ISM Manufacturing Index says the worst is not over yet in the U.S. Economy

So we were just talking about how the GDP is not a very consistent measure of the economy.
The Institute for Supply Managements Manufacturing index (formerly known as the NAPM Survey) just came out today and this little guy’s been historically good at measuring contractions. The Index is constructed such that levels at 50 or above signal growth in the manufacturing sector, which is a good measure of actual demand. Levels between 43 and 50 indicate the economy is still growing but the manufacturing sector is slowing down it’s activities in anticipation of lowering demand. Levels below 43 indicate that the manufacturing sector is taking drastic measures to counter a significant and extended slowdown in demand- basically the manufacturing sector considers the economy in deep recession.
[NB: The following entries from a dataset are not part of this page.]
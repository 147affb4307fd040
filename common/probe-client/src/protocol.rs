//! JSON-RPC 2.0 wire format spoken by the probe
//!
//! Requests always carry an object `params` and a positive integer `id`.
//! Anything inbound that does not resolve a pending id is a notification.

use serde::{Deserialize, Serialize};
use serde_json::{json, Map, Value};

use crate::error::ProbeError;

/// Notification sent for every emission of a subscribed signal
pub const SIGNAL_EMITTED: &str = "qtmcp.signalEmitted";
/// Notification sent when lifecycle tracking sees a new object
pub const OBJECT_CREATED: &str = "qtmcp.objectCreated";
/// Notification sent when lifecycle tracking sees an object go away
pub const OBJECT_DESTROYED: &str = "qtmcp.objectDestroyed";
/// Notification sent by the global input-event filter
pub const EVENT_CAPTURED: &str = "qtmcp.eventCaptured";

/// Outbound request frame
#[derive(Debug, Clone, PartialEq, Serialize, Deserialize)]
pub struct RpcRequest {
    pub jsonrpc: String,
    pub method: String,
    pub params: Value,
    pub id: u64,
}

impl RpcRequest {
    /// Build a request, substituting an empty object for absent params
    pub fn new(id: u64, method: impl Into<String>, params: Option<Value>) -> Self {
        let params = match params {
            None | Some(Value::Null) => Value::Object(Map::new()),
            Some(value) => value,
        };
        Self {
            jsonrpc: "2.0".to_string(),
            method: method.into(),
            params,
            id,
        }
    }
}

/// Integer id of an inbound message, if it has one
pub fn message_id(msg: &Value) -> Option<u64> {
    msg.get("id").and_then(Value::as_u64)
}

/// Outcome of a response frame: `error` wins over `result`
pub fn response_outcome(msg: &Value) -> Result<Value, ProbeError> {
    if let Some(error) = msg.get("error") {
        return Err(ProbeError::from_jsonrpc(error));
    }
    Ok(msg.get("result").cloned().unwrap_or_else(|| json!({})))
}

/// Method name and params of a notification frame
pub fn notification_parts(msg: &Value) -> (String, Value) {
    let method = msg
        .get("method")
        .and_then(Value::as_str)
        .unwrap_or_default()
        .to_string();
    let params = match msg.get("params") {
        None | Some(Value::Null) => json!({}),
        Some(params) => params.clone(),
    };
    (method, params)
}

/// Strip the probe's `{"meta": .., "result": ..}` envelope when present
pub fn unwrap_envelope(value: &Value) -> &Value {
    value.get("result").unwrap_or(value)
}

#[cfg(test)]
mod tests {
    use super::*;

    #[test]
    fn test_request_defaults_params_to_empty_object() {
        let req = RpcRequest::new(1, "qt.ping", None);
        let wire = serde_json::to_value(&req).unwrap();
        assert_eq!(
            wire,
            json!({"jsonrpc": "2.0", "method": "qt.ping", "params": {}, "id": 1})
        );
    }

    #[test]
    fn test_request_survives_wire() {
        let req = RpcRequest::new(7, "qt.objects.find", Some(json!({"name": "okBtn"})));
        let text = serde_json::to_string(&req).unwrap();
        let parsed: RpcRequest = serde_json::from_str(&text).unwrap();
        assert_eq!(parsed, req);
    }

    #[test]
    fn test_response_outcome_result_and_error() {
        let ok = response_outcome(&json!({"result": {"pong": true}, "id": 1})).unwrap();
        assert_eq!(ok, json!({"pong": true}));

        let empty = response_outcome(&json!({"id": 2})).unwrap();
        assert_eq!(empty, json!({}));

        let err = response_outcome(&json!({
            "error": {"code": -32000, "message": "Object not found"},
            "id": 3
        }))
        .unwrap_err();
        assert_eq!(err.code(), Some(-32000));
    }

    #[test]
    fn test_notification_parts_default_params() {
        let (method, params) = notification_parts(&json!({"method": "qtmcp.objectDestroyed"}));
        assert_eq!(method, OBJECT_DESTROYED);
        assert_eq!(params, json!({}));
    }

    #[test]
    fn test_message_id_ignores_non_integer_ids() {
        assert_eq!(message_id(&json!({"id": 4})), Some(4));
        assert_eq!(message_id(&json!({"id": "4"})), None);
        assert_eq!(message_id(&json!({"method": "x"})), None);
    }

    #[test]
    fn test_unwrap_envelope() {
        let wrapped = json!({"meta": {"v": 1}, "result": {"className": "QPushButton"}});
        assert_eq!(unwrap_envelope(&wrapped)["className"], "QPushButton");
        let bare = json!({"className": "QLabel"});
        assert_eq!(unwrap_envelope(&bare)["className"], "QLabel");
    }
}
Guess what the Index number that came out today read? 38.9- a 26 year low, just 1 basis point above the September 1982 low of 38.8! This underscores the importance of credit in today’s economy in a way, the bank’s tightening of the credit faucet, and the events in the Financial markets and broader economy, consumer spending has taken a beating. Another point no one is factoring is the impact of people becoming austere in their spending to shore up their battered retirement accounts. With over a Trillion dollars lost in the country’s retirement funds, people who were planning to retire within the next 1 to 2 decades are going to need to increase their savings rate to offset the loss of this year. Guess what that means for spending?

The Employment Situation report is coming out later this week, with such a drastic drop in manufacturing, I am expecting a pretty gloomy picture with the Non Farm Payroll number.